The mental health of children and youth has been negatively impacted during the pandemic. We observed missed developmental milestones, isolation, hunger, unstable housing, grief, ambiguous loss, and lost connections to adults. Simply put, it was a really hard time and many youth had nothing in their “toolbox” to help get them through this time. Rates of depression, anxiety and suicidal ideation are up. A very recent study found an increase in suicides.
Right now, we see an already fragile system not being able to respond to the increased needs due to staffing shortages and loss of funding. Children not being present due to exposure, contracting COVID, etc. meant lost opportunities to bill for services. Many mental health providers lost funding during the pandemic, and many had to reduce capacity because they couldn’t attract staff.
When our children need us the most, we can’t respond. Children are boarding in the emergency room departments for days or weeks. The wait times for residential treatment are often more than three months. They face long waiting lists for day treatment or outpatient. Families are desperate to find services and treatment but there are no openings. Some parents have faced the child protection system when they couldn’t take their child home from the hospital because of the child’s symptoms – and the wait times to qualify for in-home services or obtain TEFRA are many months. There are no options.
While we can’t address the incredible demand immediately, there are several proposals moving through the legislature that may help in the near future. There are several proposals to address the workforce shortage, particularly for culturally diverse populations and rural areas. This includes providing supervision virtually, providing free supervision, creating a program to pay for people in the field to go to graduate school, funding culturally specific organizations and increasing the funding for loan forgiveness programs. There is also a proposal to allow mental health practitioners to be case managers and to increase funds to train more peer specialists, family peer specialists and recovery coaches. There are also workforce retention efforts – more funding to our providers – and the creation of a “one-stop” website to help people navigate becoming a mental health professional. More funding would be appropriated for the CEMIG (Cultural and Ethnic Minority Infrastructure Grant) program and to an African American mental health center.

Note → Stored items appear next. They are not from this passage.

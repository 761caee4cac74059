pub mod geometry;
pub mod template;

pub use geometry::CanvasSize;
pub use template::{AspectRatio, Guideline, GuidelineAxis, SafeZone, Template};
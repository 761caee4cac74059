//! Integration tests for the platform preset registry.

use autoqc::model::template::AspectRatio;
use autoqc::preset::{self, Platform};

#[test]
fn test_all_presets_resolve_by_their_key() {
    for platform in Platform::ALL {
        assert_eq!(Platform::from_key(platform.key()), Some(platform));
    }
}

#[test]
fn test_key_lookup_is_exact_and_case_sensitive() {
    assert_eq!(Platform::from_key("TikTok"), None);
    assert_eq!(Platform::from_key("tiktok "), None);
    assert_eq!(Platform::from_key(""), None);
    assert_eq!(Platform::from_key("tiktok"), Some(Platform::Tiktok));
}

#[test]
fn test_preset_aspect_ratios() {
    assert_eq!(
        Platform::YoutubeShorts.aspect_ratio(),
        AspectRatio::NineSixteen
    );
    assert_eq!(Platform::InstagramPost.aspect_ratio(), AspectRatio::Square);
    assert_eq!(Platform::Red.aspect_ratio(), AspectRatio::ThreeFour);
    assert_eq!(
        Platform::YoutubeLandscape.aspect_ratio(),
        AspectRatio::SixteenNine
    );
}

#[test]
fn test_resolve_is_deterministic() {
    let (ratio_a, zones_a) = preset::resolve(Some("instagram-reels"));
    let (ratio_b, zones_b) = preset::resolve(Some("instagram-reels"));
    assert_eq!(ratio_a, ratio_b);
    assert_eq!(zones_a, zones_b);
}

#[test]
fn test_resolve_none_and_unknown_yield_default_pair() {
    for key in [None, Some("unknown"), Some("YOUTUBE-SHORTS")] {
        let (ratio, zones) = preset::resolve(key);
        assert_eq!(ratio, AspectRatio::SixteenNine);
        assert_eq!(zones.len(), 2);
        assert_eq!(zones[0].id, "title-safe");
        assert_eq!(zones[1].id, "action-safe");
        // 90% / 80% の放送用インセット
        assert_eq!(zones[0].width, 90.0);
        assert_eq!(zones[1].width, 80.0);
    }
}

#[test]
fn test_preset_zones_start_visible() {
    for platform in Platform::ALL {
        assert!(!platform.safe_zones().is_empty());
        assert!(platform.safe_zones().iter().all(|z| z.visible));
        assert!(!platform.requirements().is_empty());
    }
}
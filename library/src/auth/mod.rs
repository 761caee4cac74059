//! Mock credential store over the key-value repository.
//!
//! This is demo authentication: passwords are stored in plain text and
//! nothing is validated server-side. It exists so the rest of the product
//! has a real session/identity boundary to talk to.

use std::sync::Arc;

use serde::{Deserialize, Serialize};
use uuid::Uuid;

use crate::error::QcError;
use crate::storage::{Storage, USERS_KEY, USER_KEY};

/// A registered account as stored in the credential list.
#[derive(Serialize, Deserialize, Clone, PartialEq, Debug)]
pub struct StoredUser {
    pub id: String,
    pub email: String,
    pub password: String,
    pub name: String,
}

fn default_plan() -> String {
    "free".to_string()
}

/// The current session's identity document.
#[derive(Serialize, Deserialize, Clone, PartialEq, Debug)]
pub struct User {
    pub id: String,
    pub email: String,
    pub name: String,
    #[serde(default)]
    pub credits: u32,
    #[serde(default = "default_plan")]
    pub plan: String,
}

impl User {
    fn from_stored(stored: &StoredUser) -> Self {
        Self {
            id: stored.id.clone(),
            email: stored.email.clone(),
            name: stored.name.clone(),
            credits: 0,
            plan: default_plan(),
        }
    }
}

pub struct AuthService {
    storage: Arc<dyn Storage>,
}

impl AuthService {
    pub fn new(storage: Arc<dyn Storage>) -> Self {
        Self { storage }
    }

    /// Register a new account and open a session for it.
    pub fn register(&self, email: &str, password: &str, name: &str) -> Result<User, QcError> {
        let mut users = self.load_users()?;
        if users.iter().any(|u| u.email == email) {
            return Err(QcError::DuplicateAccount);
        }

        let stored = StoredUser {
            id: Uuid::new_v4().to_string(),
            email: email.to_string(),
            password: password.to_string(),
            name: name.to_string(),
        };
        let user = User::from_stored(&stored);
        users.push(stored);
        self.storage.set(USERS_KEY, &serde_json::to_string(&users)?)?;
        self.open_session(&user)?;
        log::info!("Registered account for {}", email);
        Ok(user)
    }

    /// Log in against the stored credentials. Unknown email and wrong
    /// password report the same `AuthMismatch`, so the error does not leak
    /// which accounts exist.
    pub fn login(&self, email: &str, password: &str) -> Result<User, QcError> {
        let users = self.load_users()?;
        let found = users
            .iter()
            .find(|u| u.email == email && u.password == password)
            .ok_or(QcError::AuthMismatch)?;

        let user = User::from_stored(found);
        self.open_session(&user)?;
        log::info!("User {} logged in", email);
        Ok(user)
    }

    pub fn logout(&self) -> Result<(), QcError> {
        self.storage.remove(USER_KEY)
    }

    /// The session's identity, if a valid one is stored. A corrupt session
    /// document is discarded rather than surfaced.
    pub fn current_user(&self) -> Result<Option<User>, QcError> {
        let Some(json) = self.storage.get(USER_KEY)? else {
            return Ok(None);
        };
        match serde_json::from_str(&json) {
            Ok(user) => Ok(Some(user)),
            Err(e) => {
                log::warn!("Discarding unreadable session document: {}", e);
                self.storage.remove(USER_KEY)?;
                Ok(None)
            }
        }
    }

    /// Update the session's profile fields. Only the session document is
    /// rewritten; the credential list keeps its original name.
    pub fn update_profile(&self, name: &str, email: &str) -> Result<User, QcError> {
        let mut user = self
            .current_user()?
            .ok_or_else(|| QcError::Validation("No active session".to_string()))?;
        user.name = name.to_string();
        user.email = email.to_string();
        self.open_session(&user)?;
        Ok(user)
    }

    fn open_session(&self, user: &User) -> Result<(), QcError> {
        self.storage.set(USER_KEY, &serde_json::to_string(user)?)
    }

    fn load_users(&self) -> Result<Vec<StoredUser>, QcError> {
        match self.storage.get(USERS_KEY)? {
            Some(json) => Ok(serde_json::from_str(&json)?),
            None => Ok(Vec::new()),
        }
    }
}
use thiserror::Error;

/// Common error types used across the application.
///
/// Recoverable consumer-side conditions (malformed bodies, stale contact
/// references) are classified here so the worker can decide between dropping
/// a delivery and routing it to the dead-letter queue; everything reaching a
/// binary boundary is reported through `anyhow`.
#[derive(Debug, Error)]
pub enum AppError {
    #[error("database error: {0}")]
    Database(#[from] sqlx::Error),

    #[error("broker error: {0}")]
    Broker(#[from] redis::RedisError),

    #[error("configuration error: {0}")]
    Config(String),

    #[error("malformed task message: {0}")]
    MalformedMessage(String),

    #[error("notification delivery failed: {0}")]
    Notify(String),
}
//! In-memory contact store for tests and local development.

use std::collections::HashMap;
use std::sync::Arc;

use async_trait::async_trait;
use chrono::Utc;
use tokio::sync::Mutex;
use uuid::Uuid;

use courier_common::error::AppError;
use courier_common::types::{Contact, NewContact};

use crate::ContactStore;

/// Contact store held in a process-local map.
#[derive(Clone, Default)]
pub struct MemoryContactStore {
    contacts: Arc<Mutex<HashMap<Uuid, Contact>>>,
}

impl MemoryContactStore {
    pub fn new() -> Self {
        Self::default()
    }

    /// Snapshot a contact for assertions.
    pub async fn get(&self, id: Uuid) -> Option<Contact> {
        let contacts = self.contacts.lock().await;
        contacts.get(&id).cloned()
    }
}

#[async_trait]
impl ContactStore for MemoryContactStore {
    async fn create(&self, new: NewContact) -> Result<Contact, AppError> {
        let contact = Contact {
            id: Uuid::new_v4(),
            full_name: new.full_name,
            email: new.email,
            phone_number: new.phone_number,
            channel: new.channel,
            sent: false,
            created_at: Utc::now(),
        };

        let mut contacts = self.contacts.lock().await;
        contacts.insert(contact.id, contact.clone());
        Ok(contact)
    }

    async fn find_by_id(&self, id: &str) -> Result<Option<Contact>, AppError> {
        let Ok(id) = Uuid::parse_str(id) else {
            return Ok(None);
        };

        let contacts = self.contacts.lock().await;
        Ok(contacts.get(&id).cloned())
    }

    async fn mark_sent(&self, id: &str) -> Result<bool, AppError> {
        let Ok(id) = Uuid::parse_str(id) else {
            return Ok(false);
        };

        // The map lock makes the read-modify-write atomic, mirroring the SQL
        // `UPDATE ... WHERE sent = false`.
        let mut contacts = self.contacts.lock().await;
        match contacts.get_mut(&id) {
            Some(contact) if !contact.sent => {
                contact.sent = true;
                Ok(true)
            }
            _ => Ok(false),
        }
    }
}

#[cfg(test)]
mod tests {
    use super::*;
    use courier_common::types::Channel;

    fn sample() -> NewContact {
        NewContact {
            full_name: "Ada Lovelace".to_string(),
            email: "ada@example.com".to_string(),
            phone_number: Some("+1 555 0100".to_string()),
            channel: Channel::Email,
        }
    }

    #[tokio::test]
    async fn test_create_starts_unsent() {
        let store = MemoryContactStore::new();
        let contact = store.create(sample()).await.unwrap();

        assert!(!contact.sent);
        let found = store
            .find_by_id(&contact.id.to_string())
            .await
            .unwrap()
            .unwrap();
        assert_eq!(found.email, "ada@example.com");
    }

    #[tokio::test]
    async fn test_find_by_invalid_id_is_none() {
        let store = MemoryContactStore::new();
        assert!(store.find_by_id("not-a-uuid").await.unwrap().is_none());
    }

    #[tokio::test]
    async fn test_mark_sent_transitions_exactly_once() {
        let store = MemoryContactStore::new();
        let contact = store.create(sample()).await.unwrap();
        let id = contact.id.to_string();

        assert!(store.mark_sent(&id).await.unwrap());
        assert!(!store.mark_sent(&id).await.unwrap());
        assert!(store.get(contact.id).await.unwrap().sent);
    }

    #[tokio::test]
    async fn test_mark_sent_unknown_contact_is_false() {
        let store = MemoryContactStore::new();
        assert!(!store.mark_sent(&Uuid::new_v4().to_string()).await.unwrap());
    }

    #[tokio::test]
    async fn test_concurrent_mark_sent_single_winner() {
        let store = MemoryContactStore::new();
        let contact = store.create(sample()).await.unwrap();
        let id = contact.id.to_string();

        let a = {
            let store = store.clone();
            let id = id.clone();
            tokio::spawn(async move { store.mark_sent(&id).await.unwrap() })
        };
        let b = {
            let store = store.clone();
            let id = id.clone();
            tokio::spawn(async move { store.mark_sent(&id).await.unwrap() })
        };

        let (a, b) = (a.await.unwrap(), b.await.unwrap());
        assert!(a ^ b, "exactly one caller must win the transition");
    }
}
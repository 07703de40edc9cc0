//! Redis Streams broker.
//!
//! Each queue is a stream consumed through a single consumer group:
//! - declare: `XGROUP CREATE <queue> <group> 0 MKSTREAM`, tolerating
//!   `BUSYGROUP` so producer and consumer can both declare
//! - publish: `XADD` (stream entries survive a broker restart)
//! - receive: reclaim a delivery left pending too long by a crashed or
//!   disconnected consumer (`XAUTOCLAIM`), otherwise block briefly on
//!   `XREADGROUP`
//! - ack: `XACK`
//!
//! Unacked deliveries stay in the group's pending entries list and are
//! eventually reclaimed by whichever consumer asks next, which is what makes
//! delivery at-least-once rather than at-most-once.

use std::time::Duration;

use async_trait::async_trait;
use redis::AsyncCommands;
use redis::aio::ConnectionManager;
use redis::streams::{
    StreamAutoClaimOptions, StreamAutoClaimReply, StreamId, StreamReadOptions, StreamReadReply,
};

use courier_common::error::AppError;

use crate::{Delivery, TaskQueue, dead_letter_queue};

/// Consumer group every Courier process joins.
const GROUP: &str = "couriers";

/// How long a delivery may sit unacked before another consumer reclaims it,
/// in milliseconds.
const RECLAIM_IDLE_MS: u64 = 30_000;

/// Field holding the message body within a stream entry.
const BODY_FIELD: &str = "body";

/// Task broker backed by Redis Streams.
pub struct RedisBroker {
    redis: ConnectionManager,
    consumer: String,
}

impl RedisBroker {
    /// Wrap an established Redis connection. `consumer` names this process
    /// within the consumer group; competing consumers on the same queue must
    /// use distinct names.
    pub fn new(redis: ConnectionManager, consumer: impl Into<String>) -> Self {
        Self {
            redis,
            consumer: consumer.into(),
        }
    }

    fn delivery_from_entry(entry: StreamId) -> Delivery {
        // An entry without a body field decodes to an empty body, which the
        // consumer classifies as malformed and drops via ack.
        let body: Vec<u8> = entry.get(BODY_FIELD).unwrap_or_default();
        Delivery { id: entry.id, body }
    }
}

#[async_trait]
impl TaskQueue for RedisBroker {
    async fn declare(&self, queue: &str) -> Result<(), AppError> {
        let mut redis = self.redis.clone();

        let created: Result<(), redis::RedisError> = redis
            .xgroup_create_mkstream(queue, GROUP, "0")
            .await;

        match created {
            Ok(()) => {
                tracing::info!(queue, group = GROUP, "Declared queue");
                Ok(())
            }
            // The group already exists: another process declared first.
            Err(e) if e.code() == Some("BUSYGROUP") => Ok(()),
            Err(e) => Err(e.into()),
        }
    }

    async fn publish(&self, queue: &str, body: &[u8]) -> Result<(), AppError> {
        let mut redis = self.redis.clone();

        let id: String = redis.xadd(queue, "*", &[(BODY_FIELD, body)]).await?;

        tracing::debug!(queue, delivery_id = %id, "Published task");
        Ok(())
    }

    async fn receive(
        &self,
        queue: &str,
        timeout: Duration,
    ) -> Result<Option<Delivery>, AppError> {
        let mut redis = self.redis.clone();

        // Prefer deliveries abandoned by other consumers over new ones so a
        // crash doesn't leave messages parked in the pending list.
        let reclaimed: StreamAutoClaimReply = redis
            .xautoclaim_options(
                queue,
                GROUP,
                &self.consumer,
                RECLAIM_IDLE_MS,
                "0-0",
                StreamAutoClaimOptions::default().count(1),
            )
            .await?;

        if let Some(entry) = reclaimed.claimed.into_iter().next() {
            tracing::debug!(queue, delivery_id = %entry.id, "Reclaimed pending delivery");
            return Ok(Some(Self::delivery_from_entry(entry)));
        }

        let opts = StreamReadOptions::default()
            .group(GROUP, &self.consumer)
            .count(1)
            .block(timeout.as_millis() as usize);

        let reply: StreamReadReply = redis.xread_options(&[queue], &[">"], &opts).await?;

        for key in reply.keys {
            if let Some(entry) = key.ids.into_iter().next() {
                return Ok(Some(Self::delivery_from_entry(entry)));
            }
        }

        Ok(None)
    }

    async fn ack(&self, queue: &str, delivery: &Delivery) -> Result<(), AppError> {
        let mut redis = self.redis.clone();

        let _acked: i64 = redis.xack(queue, GROUP, &[&delivery.id]).await?;
        Ok(())
    }

    async fn dead_letter(
        &self,
        queue: &str,
        delivery: &Delivery,
        reason: &str,
    ) -> Result<(), AppError> {
        let mut redis = self.redis.clone();
        let dlq = dead_letter_queue(queue);

        let id: String = redis
            .xadd(
                &dlq,
                "*",
                &[
                    (BODY_FIELD, delivery.body.as_slice()),
                    ("reason", reason.as_bytes()),
                    ("source_id", delivery.id.as_bytes()),
                ],
            )
            .await?;

        tracing::warn!(
            queue,
            dead_letter_id = %id,
            source_id = %delivery.id,
            reason,
            "Routed delivery to dead-letter queue"
        );
        Ok(())
    }
}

There is also more funding being proposed for children’s mental health services and for creation of new services. We figured out a way to use an existing Medicaid benefit to create children’s crisis beds. We have them for adults but not children. This would create another option for children who need more intensive short-term support but not hospitalization. There are also efforts to allow DBT for youth under age 18 and creating a new emerging mood disorder program much like the first psychotic episode programs. Legislators are proposing increased funds for school-linked mental health, shelter-linked and mobile crisis services, and for start-up funding for PRTFs and inpatient psych units for children and youth.
There are several issues related to youth in foster care. One is allowing these young people to have their Social Security benefits put into a trust for them so that when they become adults, they have access to funds to help with rent, college tuition, job expenses, etc. It isn’t right that counties take that money to pay for their care. Youth leaving foster care would be able to stay on Medical Assistance until age 26 – much like other youth who – thanks to the ACA – can stay on their parents’ insurance until age 26.
Students in residential treatment would be able, with parental permission, to use online learning in order to stay connected with their home school district. Efforts would be made to not suspend students in K-3 and to use nonexclusionary policies instead such as social emotional learning. Two new positions would be created in the Department of Education to coordinate the mental health needs of students and staff. There would be increased funds for school support personnel such as school social workers. Policies governing seclusion and restraint would be expanded beyond special education students to all students.
Lastly, there is a proposal to expand the Intensive Treatment in Foster Care Program to any child at risk of out-of-home placement. While NAMI Minnesota strongly supports this expansion, we ask that people in the child protection system reflect on the words used. If a child goes into the hospital for cancer treatment, we don’t call it an “out of home” placement. We call it “treatment.” Shouldn’t families who have children with serious mental illnesses be afforded that same language? These children are not being placed out of the home – they are being placed into treatment. Words matter. Words are powerful. Let’s start using terms that reflect what is actually happening and not an old term used exclusively in child protection.